::: MATERIAL FOR THIS TASK :::
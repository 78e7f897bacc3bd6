use tracing::{error, info};

use super::bank::RelayBank;
use super::command::RelayCommand;
use crate::mqtt::MessageHandler;

/// Turns control-topic payloads into relay writes.
pub struct RelayDispatcher {
    bank: RelayBank,
}

impl RelayDispatcher {
    pub fn new(bank: RelayBank) -> Self {
        Self { bank }
    }

    pub fn bank(&self) -> &RelayBank {
        &self.bank
    }

    /// Applies `text` if it is one of the eight command literals.
    ///
    /// Unrecognised text has no side effects. Returns the command that was
    /// applied, if any.
    pub fn dispatch(&mut self, text: &str) -> Option<RelayCommand> {
        let command = RelayCommand::parse(text)?;
        match self.bank.apply(command) {
            Ok(()) => {
                info!("{} is {}", command.channel, command.level);
                Some(command)
            }
            Err(e) => {
                error!(
                    "Failed to switch {} (GPIO {}): {}",
                    command.channel,
                    self.bank.pin(command.channel),
                    e
                );
                None
            }
        }
    }
}

impl MessageHandler for RelayDispatcher {
    fn on_message(&mut self, topic: &str, payload: &[u8]) {
        let message = String::from_utf8_lossy(payload);
        info!("Message arrived [{}]: {}", topic, message);
        self.dispatch(&message);
    }
}
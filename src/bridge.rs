//! The control loop
//!
//! One iteration, forever:
//!
//! ```text
//! ensure_connected ──► service ──► sample ──► publish ──► sleep
//!  (blocks, retries)   (relays)    (ADC)     (telemetry)
//! ```
//!
//! There is no shutdown path. Sampling happens after the reconnect check, so
//! nothing is sampled (or buffered) while the broker is unreachable.

use std::time::Duration;
use tracing::{info, warn};

use crate::mqtt::{BrokerLink, MqttSession};
use crate::relay::RelayDispatcher;
use crate::sensor::Sampler;

#[derive(Clone, Copy, Debug, PartialEq, Eq)]
pub enum IterationOutcome {
    Published,
    PublishFailed,
    SampleFailed,
}

pub struct ControlLoop<L: BrokerLink> {
    session: MqttSession<L>,
    dispatcher: RelayDispatcher,
    sampler: Sampler,
    publish_interval: Duration,
    iterations: u64,
}

impl<L: BrokerLink> ControlLoop<L> {
    pub fn new(
        session: MqttSession<L>,
        dispatcher: RelayDispatcher,
        sampler: Sampler,
        publish_interval: Duration,
    ) -> Self {
        Self {
            session,
            dispatcher,
            sampler,
            publish_interval,
            iterations: 0,
        }
    }

    pub fn session(&self) -> &MqttSession<L> {
        &self.session
    }

    pub fn session_mut(&mut self) -> &mut MqttSession<L> {
        &mut self.session
    }

    pub fn dispatcher(&self) -> &RelayDispatcher {
        &self.dispatcher
    }

    pub fn iterations(&self) -> u64 {
        self.iterations
    }

    pub async fn run_iteration(&mut self) -> IterationOutcome {
        self.iterations += 1;

        self.session.ensure_connected().await;
        self.session.service(&mut self.dispatcher).await;

        let reading = match self.sampler.sample() {
            Ok(reading) => reading,
            Err(e) => {
                warn!("Sensor sampling failed: {}", e);
                return IterationOutcome::SampleFailed;
            }
        };

        let payload = reading.to_payload();
        match self.session.publish_telemetry(&payload).await {
            Ok(()) => {
                info!(
                    "Data published: {} (sent {}, failed {})",
                    payload,
                    self.session.status().messages_sent,
                    self.session.status().publish_failures
                );
                IterationOutcome::Published
            }
            Err(e) => {
                warn!(
                    "Data publishing failed: {} ({} failures so far)",
                    e,
                    self.session.status().publish_failures
                );
                IterationOutcome::PublishFailed
            }
        }
    }

    /// Runs until the process is terminated.
    pub async fn run(mut self) {
        info!(
            "Starting control loop, publishing every {}ms to '{}'",
            self.publish_interval.as_millis(),
            self.session.sensor_topic()
        );
        loop {
            self.run_iteration().await;
            tokio::time::sleep(self.publish_interval).await;
        }
    }
}

#[cfg(test)]
mod tests {
    use super::*;
    use crate::mqtt::testing::FakeLink;
    use crate::mqtt::{ConnectionState, InboundMessage, MqttConfig};
    use crate::relay::testing::{recording_bank, WriteLog};
    use crate::relay::{RelayChannel, RelayLevel};
    use crate::sensor::testing::FixedInput;
    use crate::sensor::SensorChannels;

    fn control_loop(link: FakeLink, input: FixedInput) -> (ControlLoop<FakeLink>, WriteLog) {
        let session = MqttSession::new(
            link,
            &MqttConfig::default(),
            Duration::from_secs(2),
            Duration::from_millis(100),
        );
        let (bank, log) = recording_bank();
        let sampler = Sampler::new(Box::new(input), SensorChannels::default());
        let control = ControlLoop::new(
            session,
            RelayDispatcher::new(bank),
            sampler,
            Duration::from_secs(5),
        );
        (control, log)
    }

    fn healthy_input() -> FixedInput {
        FixedInput::new([(0, 12), (1, 7), (2, 300)])
    }

    #[tokio::test(start_paused = true)]
    async fn iteration_connects_then_publishes_telemetry() {
        let (mut control, _log) = control_loop(FakeLink::failing(2), healthy_input());

        let outcome = control.run_iteration().await;

        assert_eq!(outcome, IterationOutcome::Published);
        assert_eq!(control.session().state(), ConnectionState::Connected);
        assert_eq!(control.session().link().attempts.len(), 3);
        assert_eq!(
            control.session().link().published,
            vec![(
                "esp32/sensordata".to_string(),
                br#"{"temperature": 12.00, "humidity": 7.00, "gas": 300.00}"#.to_vec()
            )]
        );
    }

    #[tokio::test(start_paused = true)]
    async fn inbound_command_is_applied_before_sampling() {
        let (mut control, log) = control_loop(FakeLink::default(), healthy_input());
        control
            .session_mut()
            .link_mut()
            .inbound
            .push_back(InboundMessage::new("home/automation/control", "RELAY2_ON"));

        control.run_iteration().await;

        assert_eq!(log.borrow().writes, vec![(22, RelayLevel::High)]);
        assert_eq!(
            control.dispatcher().bank().level(RelayChannel::Two),
            Some(RelayLevel::High)
        );
    }

    #[tokio::test(start_paused = true)]
    async fn sensor_failure_skips_publish_but_still_services() {
        let (mut control, log) = control_loop(FakeLink::default(), FixedInput::new([]));
        control
            .session_mut()
            .link_mut()
            .inbound
            .push_back(InboundMessage::new("home/automation/control", "RELAY4_OFF"));

        let outcome = control.run_iteration().await;

        assert_eq!(outcome, IterationOutcome::SampleFailed);
        assert!(control.session().link().published.is_empty());
        assert_eq!(log.borrow().writes, vec![(19, RelayLevel::Low)]);
    }

    #[tokio::test(start_paused = true)]
    async fn publish_failure_is_dropped_and_next_iteration_continues() {
        let (mut control, _log) = control_loop(FakeLink::default(), healthy_input());
        control.run_iteration().await;

        control.session_mut().link_mut().fail_publish = true;
        assert_eq!(control.run_iteration().await, IterationOutcome::PublishFailed);

        control.session_mut().link_mut().fail_publish = false;
        assert_eq!(control.run_iteration().await, IterationOutcome::Published);
        assert_eq!(control.session().link().published.len(), 2);
        assert_eq!(control.iterations(), 3);
    }

    #[tokio::test(start_paused = true)]
    async fn lost_link_reconnects_before_next_sample() {
        let (mut control, _log) = control_loop(FakeLink::default(), healthy_input());
        control.run_iteration().await;

        control.session_mut().link_mut().alive = false;
        control.session_mut().link_mut().connect_failures = 1;
        let outcome = control.run_iteration().await;

        assert_eq!(outcome, IterationOutcome::Published);
        assert_eq!(control.session().link().attempts.len(), 3);
        assert_eq!(control.session().link().published.len(), 2);
    }
}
:::
**TASK STATEMENT**
Write out every record, exactly as written.

**EXERCISE OUTPUT**
repository 78e7f897bacc3bd6
use tracing::{error, info};

use super::bank::RelayBank;
use super::command::RelayCommand;
use crate::mqtt::MessageHandler;

/// Turns control-topic payloads into relay writes.
pub struct RelayDispatcher {
    bank: RelayBank,
}

impl RelayDispatcher {
    pub fn new(bank: RelayBank) -> Self {
        Self { bank }
    }

    pub fn bank(&self) -> &RelayBank {
        &self.bank
    }

    /// Applies `text` if it is one of the eight command literals.
    ///
    /// Unrecognised text has no side effects. Returns the command that was
    /// applied, if any.
    pub fn dispatch(&mut self, text: &str) -> Option<RelayCommand> {
        let command = RelayCommand::parse(text)?;
        match self.bank.apply(command) {
            Ok(()) => {
                info!("{} is {}", command.channel, command.level);
                Some(command)
            }
            Err(e) => {
                error!(
                    "Failed to switch {} (GPIO {}): {}",
                    command.channel,
                    self.bank.pin(command.channel),
                    e
                );
                None
            }
        }
    }
}

impl MessageHandler for RelayDispatcher {
    fn on_message(&mut self, topic: &str, payload: &[u8]) {
        let message = String::from_utf8_lossy(payload);
        info!("Message arrived [{}]: {}", topic, message);
        self.dispatch(&message);
    }
}
filename src/bridge.rs
//! The control loop
//!
//! One iteration, forever:
//!
//! ```text
//! ensure_connected ──► service ──► sample ──► publish ──► sleep
//!  (blocks, retries)   (relays)    (ADC)     (telemetry)
//! ```
//!
//! There is no shutdown path. Sampling happens after the reconnect check, so
//! nothing is sampled (or buffered) while the broker is unreachable.

use std::time::Duration;
use tracing::{info, warn};

use crate::mqtt::{BrokerLink, MqttSession};
use crate::relay::RelayDispatcher;
use crate::sensor::Sampler;

#[derive(Clone, Copy, Debug, PartialEq, Eq)]
pub enum IterationOutcome {
    Published,
    PublishFailed,
    SampleFailed,
}

pub struct ControlLoop<L: BrokerLink> {
    session: MqttSession<L>,
    dispatcher: RelayDispatcher,
    sampler: Sampler,
    publish_interval: Duration,
    iterations: u64,
}

impl<L: BrokerLink> ControlLoop<L> {
    pub fn new(
        session: MqttSession<L>,
        dispatcher: RelayDispatcher,
        sampler: Sampler,
        publish_interval: Duration,
    ) -> Self {
        Self {
            session,
            dispatcher,
            sampler,
            publish_interval,
            iterations: 0,
        }
    }

    pub fn session(&self) -> &MqttSession<L> {
        &self.session
    }

    pub fn session_mut(&mut self) -> &mut MqttSession<L> {
        &mut self.session
    }

    pub fn dispatcher(&self) -> &RelayDispatcher {
        &self.dispatcher
    }

    pub fn iterations(&self) -> u64 {
        self.iterations
    }

    pub async fn run_iteration(&mut self) -> IterationOutcome {
        self.iterations += 1;

        self.session.ensure_connected().await;
        self.session.service(&mut self.dispatcher).await;

        let reading = match self.sampler.sample() {
            Ok(reading) => reading,
            Err(e) => {
                warn!("Sensor sampling failed: {}", e);
                return IterationOutcome::SampleFailed;
            }
        };

        let payload = reading.to_payload();
        match self.session.publish_telemetry(&payload).await {
            Ok(()) => {
                info!(
                    "Data published: {} (sent {}, failed {})",
                    payload,
                    self.session.status().messages_sent,
                    self.session.status().publish_failures
                );
                IterationOutcome::Published
            }
            Err(e) => {
                warn!(
                    "Data publishing failed: {} ({} failures so far)",
                    e,
                    self.session.status().publish_failures
                );
                IterationOutcome::PublishFailed
            }
        }
    }

    /// Runs until the process is terminated.
    pub async fn run(mut self) {
        info!(
            "Starting control loop, publishing every {}ms to '{}'",
            self.publish_interval.as_millis(),
            self.session.sensor_topic()
        );
        loop {
            self.run_iteration().await;
            tokio::time::sleep(self.publish_interval).await;
        }
    }
}

#[cfg(test)]
mod tests {
    use super::*;
    use crate::mqtt::testing::FakeLink;
    use crate::mqtt::{ConnectionState, InboundMessage, MqttConfig};
    use crate::relay::testing::{recording_bank, WriteLog};
    use crate::relay::{RelayChannel, RelayLevel};
    use crate::sensor::testing::FixedInput;
    use crate::sensor::SensorChannels;

    fn control_loop(link: FakeLink, input: FixedInput) -> (ControlLoop<FakeLink>, WriteLog) {
        let session = MqttSession::new(
            link,
            &MqttConfig::default(),
            Duration::from_secs(2),
            Duration::from_millis(100),
        );
        let (bank, log) = recording_bank();
        let sampler = Sampler::new(Box::new(input), SensorChannels::default());
        let control = ControlLoop::new(
            session,
            RelayDispatcher::new(bank),
            sampler,
            Duration::from_secs(5),
        );
        (control, log)
    }

    fn healthy_input() -> FixedInput {
        FixedInput::new([(0, 12), (1, 7), (2, 300)])
    }

    #[tokio::test(start_paused = true)]
    async fn iteration_connects_then_publishes_telemetry() {
        let (mut control, _log) = control_loop(FakeLink::failing(2), healthy_input());

        let outcome = control.run_iteration().await;

        assert_eq!(outcome, IterationOutcome::Published);
        assert_eq!(control.session().state(), ConnectionState::Connected);
        assert_eq!(control.session().link().attempts.len(), 3);
        assert_eq!(
            control.session().link().published,
            vec![(
                "esp32/sensordata".to_string(),
                br#"{"temperature": 12.00, "humidity": 7.00, "gas": 300.00}"#.to_vec()
            )]
        );
    }

    #[tokio::test(start_paused = true)]
    async fn inbound_command_is_applied_before_sampling() {
        let (mut control, log) = control_loop(FakeLink::default(), healthy_input());
        control
            .session_mut()
            .link_mut()
            .inbound
            .push_back(InboundMessage::new("home/automation/control", "RELAY2_ON"));

        control.run_iteration().await;

        assert_eq!(log.borrow().writes, vec![(22, RelayLevel::High)]);
        assert_eq!(
            control.dispatcher().bank().level(RelayChannel::Two),
            Some(RelayLevel::High)
        );
    }

    #[tokio::test(start_paused = true)]
    async fn sensor_failure_skips_publish_but_still_services() {
        let (mut control, log) = control_loop(FakeLink::default(), FixedInput::new([]));
        control
            .session_mut()
            .link_mut()
            .inbound
            .push_back(InboundMessage::new("home/automation/control", "RELAY4_OFF"));

        let outcome = control.run_iteration().await;

        assert_eq!(outcome, IterationOutcome::SampleFailed);
        assert!(control.session().link().published.is_empty());
        assert_eq!(log.borrow().writes, vec![(19, RelayLevel::Low)]);
    }

    #[tokio::test(start_paused = true)]
    async fn publish_failure_is_dropped_and_next_iteration_continues() {
        let (mut control, _log) = control_loop(FakeLink::default(), healthy_input());
        control.run_iteration().await;

        control.session_mut().link_mut().fail_publish = true;
        assert_eq!(control.run_iteration().await, IterationOutcome::PublishFailed);

        control.session_mut().link_mut().fail_publish = false;
        assert_eq!(control.run_iteration().await, IterationOutcome::Published);
        assert_eq!(control.session().link().published.len(), 2);
        assert_eq!(control.iterations(), 3);
    }

    #[tokio::test(start_paused = true)]
    async fn lost_link_reconnects_before_next_sample() {
        let (mut control, _log) = control_loop(FakeLink::default(), healthy_input());
        control.run_iteration().await;

        control.session_mut().link_mut().alive = false;
        control.session_mut().link_mut().connect_failures = 1;
        let outcome = control.run_iteration().await;

        assert_eq!(outcome, IterationOutcome::Published);
        assert_eq!(control.session().link().attempts.len(), 3);
        assert_eq!(control.session().link().published.len(), 2);
    }
}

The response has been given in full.